Halgyrineum louisae

Scientific classification
- Kingdom: Animalia
- Phylum: Mollusca
- Class: Gastropoda
- Subclass: Caenogastropoda
- Order: Littorinimorpha
- Family: Cymatiidae
- Genus: Halgyrineum
- Species: H. louisae
- Binomial name: Halgyrineum louisae (Lewis, 1974)
- Synonyms: Gyrineum atlanticum Fechter, 1975; Gyrineum louisae Lewis, 1974;

= Halgyrineum louisae =

- Authority: (Lewis, 1974)
- Synonyms: Gyrineum atlanticum Fechter, 1975, Gyrineum louisae Lewis, 1974

Species of gastropod

Halgyrineum louisae is a species of predatory sea snail, a marine gastropod mollusk in the family Cymatiidae.

==Description==
The shell is up to 28 mm high, with a rather high spire, characteristically flattened along an axis perpendicular to the aperture. Protoconch is with 3 whorls, the protoconch I is less than one whorl with a frosted surface, the protoconch II with a conspicuous sculpture of axial ribs and spiral cords, both narrower than the interspaces and forming a regular lattice. Teleoconch is with 5-6 rounded whorls. Sculpture of low, subequal spiral cords, as broad as the interspaces, with low and narrow axial ribs forming small knobs at their intersection with the cords. Varixes are situated along the broadest section of the shell, moderately thick, repeated after a little more than half a whorl so that they are slightly and regularly offset along the spire, overrun by the spirals. The aperture is oval; outer lip faintly fluted inside; parietal and columellar edge forming a continuous callus, the parietal edge with a small but well-marked denticle, the columella is faintly tuberculate. Siphonal canal is open, moderate in length. Shell colour is from very light tan to whitish.

==Distribution==
The type locality is Oahu, Hawaii, 180 fathom.

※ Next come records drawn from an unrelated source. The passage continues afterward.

//! Forced termination and arbitrary signal delivery.

use std::collections::BTreeMap;
use std::sync::Arc;
use std::time::{Duration, Instant};

use halt_common::error::{HaltError, Result};
use halt_common::types::ContainerState;
use halt_core::probe::{LivenessProbe, SignalProbe, is_zombie};
use halt_core::signal::{self, Signal, parse_signal};

use crate::container::Container;
use crate::engine::Engine;
use crate::metrics::Action;
use crate::state::{WaitLimit, WaitOutcome};

/// What happened to a signal handed to the task.
#[derive(Debug, Clone, Copy, PartialEq, Eq)]
pub(crate) enum Delivery {
    /// The task accepted the signal.
    Sent,
    /// The container is restarting; the exit-on-next flag was enough.
    Skipped,
    /// The task reported the process gone.
    ProcessGone,
}

impl Engine {
    /// Sends `signal` to the named container.
    ///
    /// An empty or absent signal means SIGKILL, which kills and waits for
    /// the exit. Any other signal is delivered without waiting. Containers
    /// that are not running, or whose process is already gone, are left
    /// alone.
    ///
    /// # Errors
    ///
    /// Returns invalid-parameter for an unparseable signal, not-found for
    /// an unknown container, or the delivery failure.
    pub async fn container_kill(self: &Arc<Self>, name: &str, signal: Option<&str>) -> Result<()> {
        tracing::debug!(name, signal, "container kill requested");
        let signal = match signal.map(str::trim).filter(|s| !s.is_empty()) {
            Some(raw) => parse_signal(raw)?,
            None => Signal::SIGKILL,
        };
        let container = self.get_container(name)?;
        let state = container.state();
        if !state.is_running() || state.pid == 0 {
            return Ok(());
        }
        if !self.probe.is_alive(state.pid) {
            tracing::debug!(
                id = %container.id(),
                pid = state.pid,
                "kill skipped, process does not exist"
            );
            return Ok(());
        }
        if signal == Signal::SIGKILL {
            self.kill(&container).await
        } else {
            self.kill_with_signal(&container, signal).await
        }
    }

    /// Delivers `signal` to the container's task.
    ///
    /// When the task reports the process gone, a background reconcile task
    /// waits up to the container's stop timeout for the exit to be
    /// recorded and records it itself otherwise.
    ///
    /// # Errors
    ///
    /// Returns a conflict when there is no running task, or a system error
    /// when delivery fails for another reason.
    pub async fn kill_with_signal(
        self: &Arc<Self>,
        container: &Arc<Container>,
        signal: Signal,
    ) -> Result<()> {
        self.deliver(container, signal).await.map(|_| ())
    }

    pub(crate) async fn deliver(
        self: &Arc<Self>,
        container: &Arc<Container>,
        signal: Signal,
    ) -> Result<Delivery> {
        tracing::debug!(id = %container.id(), signal = signal.as_str(), "sending kill signal");
        let mut inner = container.lock().await;

        let status = container.state().status;
        let task = match (&inner.task, status.is_running()) {
            (Some(task), true) => Arc::clone(task),
            _ => {
                return Err(HaltError::NotRunning {
                    id: container.id().to_string(),
                });
            }
        };

        let arms_exit = match container.configured_stop_signal() {
            Some(stop) if signal != Signal::SIGKILL => stop == signal,
            _ => true,
        };
        let mut resume = false;
        if arms_exit {
            inner.exit_on_next = true;
            resume = status == ContainerState::Paused;
        }

        if !self.is_shutting_down() {
            inner.manually_stopped = true;
            if let Err(e) = self.checkpoint(container, &inner) {
                tracing::warn!(id = %container.id(), error = %e, "failed to persist manual stop");
            }
        }

        if status == ContainerState::Restarting {
            return Ok(Delivery::Skipped);
        }

        let mut delivery = Delivery::Sent;
        if let Err(e) = task.kill(signal).await {
            if !e.is_not_found() {
                return Err(HaltError::system(
                    format_args!("cannot kill container {}", container.id()),
                    e,
                ));
            }
            tracing::debug!(
                id = %container.id(),
                error = %e,
                "container kill failed because of 'container not found' or 'no such process'"
            );
            resume = false;
            delivery = Delivery::ProcessGone;
            self.spawn_exit_reconcile(container);
        }

        if resume {
            if let Err(e) = task.resume().await {
                tracing::warn!(id = %container.id(), error = %e, "cannot unpause container");
            }
        }
        drop(inner);

        self.emit(
            container,
            "kill",
            BTreeMap::from([("signal".to_owned(), (signal as i32).to_string())]),
        );
        Ok(delivery)
    }

    /// Forcefully terminates a container and waits until it is not running.
    ///
    /// # Errors
    ///
    /// Returns a conflict if the container is not running, or an error when
    /// no exit was observed even after signalling the pid directly.
    pub async fn kill(self: &Arc<Self>, container: &Arc<Container>) -> Result<()> {
        tracing::debug!(id = %container.id(), "kill");
        if !container.is_running() {
            return Err(HaltError::NotRunning {
                id: container.id().to_string(),
            });
        }
        let start = Instant::now();
        let result = self.kill_and_wait(container).await;
        self.metrics.observe_action(Action::Kill, start.elapsed());
        result
    }

    async fn kill_and_wait(self: &Arc<Self>, container: &Arc<Container>) -> Result<()> {
        match self.deliver(container, Signal::SIGKILL).await {
            Ok(Delivery::ProcessGone) => {
                let _ = self.handle_exit(container, None).await;
                return Ok(());
            }
            Err(e) if e.is_not_found() => {
                let _ = self.handle_exit(container, None).await;
                return Ok(());
            }
            Err(e) => {
                tracing::debug!(id = %container.id(), error = %e, "SIGKILL delivery failed");
            }
            Ok(Delivery::Sent | Delivery::Skipped) => {}
        }

        let wait = Duration::from_millis(self.config.kill.wait_ms);
        if container.wait_not_running(WaitLimit::Deadline(wait)).await == WaitOutcome::Exited {
            return Ok(());
        }
        tracing::error!(
            id = %container.id(),
            ?wait,
            "container failed to exit within {wait:?} of kill, trying direct SIGKILL"
        );

        match self.kill_directly(container) {
            Ok(()) => {}
            Err(e) if e.is_not_found() => {
                let _ = self.handle_exit(container, None).await;
                return Ok(());
            }
            Err(e) => return Err(e),
        }

        let last = Duration::from_millis(self.config.kill.direct_wait_ms);
        if container.wait_not_running(WaitLimit::Deadline(last)).await == WaitOutcome::Exited {
            Ok(())
        } else {
            Err(HaltError::NoExitEvent {
                id: container.id().to_string(),
            })
        }
    }

    /// Signals the pid itself, bypassing the task.
    fn kill_directly(&self, container: &Container) -> Result<()> {
        let pid = container.state().pid;
        if pid == 0 {
            return Err(HaltError::NoSuchProcess {
                pid,
                signal: Signal::SIGKILL as i32,
            });
        }
        if let Err(e) = signal::send(pid, Signal::SIGKILL) {
            if e.is_not_found() {
                tracing::debug!(id = %container.id(), pid, "no such process");
            }
            return Err(e);
        }

        // Signal delivery succeeds for zombies, which no signal removes.
        if SignalProbe.is_alive(pid) {
            match is_zombie(pid) {
                Ok(true) => {
                    return Err(HaltError::system_msg(format!(
                        "container {} PID {pid} is zombie and can not be killed. Use an init \
                         process inside the container that forwards signals and reaps processes",
                        container.id().short()
                    )));
                }
                Ok(false) => {}
                Err(e) => {
                    tracing::warn!(id = %container.id(), pid, error = %e, "zombie check failed");
                }
            }
        }
        Ok(())
    }

    /// Waits on a detached task for an exit that may already be in flight,
    /// recording it if none arrives within the stop timeout.
    fn spawn_exit_reconcile(self: &Arc<Self>, container: &Arc<Container>) {
        let secs = container.stop_timeout(self.config.stop.default_timeout_secs);
        let limit = Duration::from_secs(u64::try_from(secs).unwrap_or(0));
        let engine = Arc::clone(self);
        let container = Arc::clone(container);
        let _ = tokio::spawn(async move {
            tracing::debug!(id = %container.id(), ?limit, "waiting for pending exit event");
            if container.wait_not_running(WaitLimit::Deadline(limit)).await != WaitOutcome::Exited {
                let _ = engine.handle_exit(&container, None).await;
            }
        });
    }
}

Distribution of Halgyrineum louisae include:
- scattered localities in the Indo-Pacific: Hawaii, French Polynesia, the Norfolk Ridge, New Caledonia, and Réunion, with a depth range 80–460 m.
- the Atlantic: Great Mteor, Hyères and Irving seamounts, rare in 310–460 m.

== Life cycle ==
Type of larval development: long planktotrophic (teleplanic), inferred from multispiral protoconch with well-developed protoconch II.